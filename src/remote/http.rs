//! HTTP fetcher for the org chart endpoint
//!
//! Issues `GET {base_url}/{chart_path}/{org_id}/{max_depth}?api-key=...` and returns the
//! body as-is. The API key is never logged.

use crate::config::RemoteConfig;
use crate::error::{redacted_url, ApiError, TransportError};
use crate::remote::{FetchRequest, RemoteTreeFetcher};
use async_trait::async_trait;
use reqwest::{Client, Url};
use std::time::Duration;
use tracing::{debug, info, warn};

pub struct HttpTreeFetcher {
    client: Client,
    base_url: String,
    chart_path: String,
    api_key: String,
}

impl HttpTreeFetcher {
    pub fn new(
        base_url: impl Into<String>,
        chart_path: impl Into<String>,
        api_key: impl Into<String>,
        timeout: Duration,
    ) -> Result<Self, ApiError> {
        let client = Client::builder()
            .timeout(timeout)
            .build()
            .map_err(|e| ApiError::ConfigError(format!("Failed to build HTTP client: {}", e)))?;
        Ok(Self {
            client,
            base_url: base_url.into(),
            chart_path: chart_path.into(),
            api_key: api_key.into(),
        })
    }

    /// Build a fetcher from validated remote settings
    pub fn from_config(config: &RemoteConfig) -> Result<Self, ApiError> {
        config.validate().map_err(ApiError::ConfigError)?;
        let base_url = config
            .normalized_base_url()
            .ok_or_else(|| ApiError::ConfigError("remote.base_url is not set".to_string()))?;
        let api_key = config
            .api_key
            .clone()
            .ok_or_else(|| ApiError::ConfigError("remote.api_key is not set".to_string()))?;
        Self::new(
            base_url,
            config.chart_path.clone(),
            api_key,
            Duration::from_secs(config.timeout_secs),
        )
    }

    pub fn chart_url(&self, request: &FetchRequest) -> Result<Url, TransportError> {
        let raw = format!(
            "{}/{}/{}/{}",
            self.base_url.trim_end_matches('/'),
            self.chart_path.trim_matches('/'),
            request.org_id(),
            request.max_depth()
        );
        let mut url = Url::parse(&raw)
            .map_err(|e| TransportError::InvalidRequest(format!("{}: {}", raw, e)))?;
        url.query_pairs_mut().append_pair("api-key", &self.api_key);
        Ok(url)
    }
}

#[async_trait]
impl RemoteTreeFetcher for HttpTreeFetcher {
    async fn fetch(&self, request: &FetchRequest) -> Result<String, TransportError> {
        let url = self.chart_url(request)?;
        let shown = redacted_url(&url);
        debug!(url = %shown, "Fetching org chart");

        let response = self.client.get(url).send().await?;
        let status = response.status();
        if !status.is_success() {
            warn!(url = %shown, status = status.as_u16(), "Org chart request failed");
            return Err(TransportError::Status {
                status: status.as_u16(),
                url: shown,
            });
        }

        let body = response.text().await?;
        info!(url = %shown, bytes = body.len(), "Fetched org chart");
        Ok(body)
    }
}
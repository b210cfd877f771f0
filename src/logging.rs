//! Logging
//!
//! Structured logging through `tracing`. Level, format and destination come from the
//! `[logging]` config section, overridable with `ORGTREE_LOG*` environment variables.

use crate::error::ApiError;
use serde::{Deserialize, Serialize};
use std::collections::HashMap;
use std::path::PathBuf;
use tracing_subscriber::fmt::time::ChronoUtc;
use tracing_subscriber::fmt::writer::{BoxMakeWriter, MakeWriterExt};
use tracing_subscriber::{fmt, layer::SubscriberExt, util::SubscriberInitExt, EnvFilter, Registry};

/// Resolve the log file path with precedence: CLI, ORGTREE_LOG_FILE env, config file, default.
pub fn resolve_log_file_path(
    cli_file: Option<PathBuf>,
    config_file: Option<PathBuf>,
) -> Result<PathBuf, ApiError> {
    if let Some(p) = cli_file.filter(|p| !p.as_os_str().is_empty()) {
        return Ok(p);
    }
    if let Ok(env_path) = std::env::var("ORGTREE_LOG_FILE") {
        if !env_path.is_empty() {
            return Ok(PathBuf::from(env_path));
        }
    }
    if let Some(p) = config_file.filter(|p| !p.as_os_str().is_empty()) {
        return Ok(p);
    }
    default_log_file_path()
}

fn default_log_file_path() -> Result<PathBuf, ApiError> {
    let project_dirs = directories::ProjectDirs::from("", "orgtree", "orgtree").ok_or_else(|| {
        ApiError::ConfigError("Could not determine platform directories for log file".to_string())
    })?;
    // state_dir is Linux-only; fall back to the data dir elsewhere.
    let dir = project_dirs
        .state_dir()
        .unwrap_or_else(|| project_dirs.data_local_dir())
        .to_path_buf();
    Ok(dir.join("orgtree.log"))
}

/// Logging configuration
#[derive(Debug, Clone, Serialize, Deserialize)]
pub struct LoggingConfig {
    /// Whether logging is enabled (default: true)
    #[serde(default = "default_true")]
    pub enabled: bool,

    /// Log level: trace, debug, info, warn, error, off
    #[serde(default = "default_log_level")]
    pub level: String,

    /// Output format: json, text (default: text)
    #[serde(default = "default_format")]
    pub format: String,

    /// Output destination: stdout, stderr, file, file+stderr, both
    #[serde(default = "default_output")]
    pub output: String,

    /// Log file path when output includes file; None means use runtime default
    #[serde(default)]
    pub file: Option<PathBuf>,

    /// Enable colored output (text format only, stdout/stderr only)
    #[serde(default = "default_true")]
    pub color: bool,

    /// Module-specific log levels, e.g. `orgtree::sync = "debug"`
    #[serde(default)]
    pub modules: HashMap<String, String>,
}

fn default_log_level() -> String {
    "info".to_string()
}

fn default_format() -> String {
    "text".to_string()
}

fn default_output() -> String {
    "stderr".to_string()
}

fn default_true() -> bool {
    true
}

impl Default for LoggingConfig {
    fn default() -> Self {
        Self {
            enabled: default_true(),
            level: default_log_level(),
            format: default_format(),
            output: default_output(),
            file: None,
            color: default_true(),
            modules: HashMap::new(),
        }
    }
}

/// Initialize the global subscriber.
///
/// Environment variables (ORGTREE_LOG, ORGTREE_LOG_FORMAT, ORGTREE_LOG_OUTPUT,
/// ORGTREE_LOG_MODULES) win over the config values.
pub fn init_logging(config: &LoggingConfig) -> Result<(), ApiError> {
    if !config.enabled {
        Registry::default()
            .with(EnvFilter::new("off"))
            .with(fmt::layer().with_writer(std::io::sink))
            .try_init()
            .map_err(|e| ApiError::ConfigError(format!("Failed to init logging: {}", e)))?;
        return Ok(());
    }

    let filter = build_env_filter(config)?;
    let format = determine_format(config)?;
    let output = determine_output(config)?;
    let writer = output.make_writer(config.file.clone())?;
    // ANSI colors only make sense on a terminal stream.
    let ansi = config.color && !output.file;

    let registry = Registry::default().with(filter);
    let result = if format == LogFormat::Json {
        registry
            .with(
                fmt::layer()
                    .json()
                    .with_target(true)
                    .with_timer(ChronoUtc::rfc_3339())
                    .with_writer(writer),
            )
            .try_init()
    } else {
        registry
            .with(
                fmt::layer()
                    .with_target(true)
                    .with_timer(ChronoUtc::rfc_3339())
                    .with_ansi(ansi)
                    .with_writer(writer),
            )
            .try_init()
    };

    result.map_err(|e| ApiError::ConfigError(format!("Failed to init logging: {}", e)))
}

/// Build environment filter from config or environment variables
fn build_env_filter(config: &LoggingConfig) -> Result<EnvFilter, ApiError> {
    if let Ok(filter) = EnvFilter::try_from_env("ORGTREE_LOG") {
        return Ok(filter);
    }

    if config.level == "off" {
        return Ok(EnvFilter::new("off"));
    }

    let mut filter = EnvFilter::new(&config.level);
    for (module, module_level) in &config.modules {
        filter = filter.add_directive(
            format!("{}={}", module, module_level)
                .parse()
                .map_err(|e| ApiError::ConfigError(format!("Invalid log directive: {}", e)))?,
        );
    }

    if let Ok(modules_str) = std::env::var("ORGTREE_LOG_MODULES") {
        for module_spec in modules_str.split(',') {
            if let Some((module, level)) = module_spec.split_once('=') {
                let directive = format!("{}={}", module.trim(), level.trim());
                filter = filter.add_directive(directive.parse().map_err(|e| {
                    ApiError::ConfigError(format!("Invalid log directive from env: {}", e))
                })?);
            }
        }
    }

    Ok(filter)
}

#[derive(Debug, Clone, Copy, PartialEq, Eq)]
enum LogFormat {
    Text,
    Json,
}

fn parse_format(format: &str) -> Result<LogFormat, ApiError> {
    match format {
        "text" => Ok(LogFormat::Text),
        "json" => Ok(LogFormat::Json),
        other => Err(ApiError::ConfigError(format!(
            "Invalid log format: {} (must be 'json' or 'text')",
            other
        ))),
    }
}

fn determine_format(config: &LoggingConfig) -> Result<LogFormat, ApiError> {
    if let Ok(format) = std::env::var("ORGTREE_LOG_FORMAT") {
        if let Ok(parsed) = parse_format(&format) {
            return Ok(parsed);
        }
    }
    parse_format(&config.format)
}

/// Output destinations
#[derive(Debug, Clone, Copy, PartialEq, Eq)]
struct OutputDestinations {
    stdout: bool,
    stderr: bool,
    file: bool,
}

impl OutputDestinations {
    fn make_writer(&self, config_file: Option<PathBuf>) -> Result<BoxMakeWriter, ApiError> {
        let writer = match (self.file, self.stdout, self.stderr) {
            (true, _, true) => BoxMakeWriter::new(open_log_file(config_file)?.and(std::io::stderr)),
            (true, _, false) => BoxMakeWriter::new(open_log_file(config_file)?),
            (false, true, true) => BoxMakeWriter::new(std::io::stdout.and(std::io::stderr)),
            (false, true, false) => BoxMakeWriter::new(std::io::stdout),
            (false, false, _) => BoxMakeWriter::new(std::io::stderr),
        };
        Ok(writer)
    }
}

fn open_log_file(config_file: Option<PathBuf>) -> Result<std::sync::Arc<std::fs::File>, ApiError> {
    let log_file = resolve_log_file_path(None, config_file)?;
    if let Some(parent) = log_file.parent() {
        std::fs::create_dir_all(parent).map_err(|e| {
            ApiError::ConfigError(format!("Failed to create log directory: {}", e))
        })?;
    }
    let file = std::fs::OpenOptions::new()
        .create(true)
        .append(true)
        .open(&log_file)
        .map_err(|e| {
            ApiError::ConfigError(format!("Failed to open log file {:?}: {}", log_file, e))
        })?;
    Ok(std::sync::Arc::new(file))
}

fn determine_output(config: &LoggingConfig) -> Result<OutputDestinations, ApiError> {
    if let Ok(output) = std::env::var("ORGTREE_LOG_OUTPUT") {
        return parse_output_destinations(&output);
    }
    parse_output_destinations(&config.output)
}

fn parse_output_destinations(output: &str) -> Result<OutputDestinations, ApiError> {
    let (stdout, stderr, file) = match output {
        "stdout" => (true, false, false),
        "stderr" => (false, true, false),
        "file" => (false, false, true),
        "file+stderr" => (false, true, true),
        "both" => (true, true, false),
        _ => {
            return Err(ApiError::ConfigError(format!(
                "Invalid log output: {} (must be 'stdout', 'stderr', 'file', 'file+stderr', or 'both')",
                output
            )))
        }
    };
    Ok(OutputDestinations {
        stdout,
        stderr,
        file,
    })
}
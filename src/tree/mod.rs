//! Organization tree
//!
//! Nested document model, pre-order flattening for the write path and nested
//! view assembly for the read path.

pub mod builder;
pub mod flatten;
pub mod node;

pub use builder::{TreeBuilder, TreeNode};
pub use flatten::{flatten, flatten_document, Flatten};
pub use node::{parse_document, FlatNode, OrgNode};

------------

*Problem requirements*. Your answer is only the number of lines in the listing above that include the string "Some".

*Solution below*. 4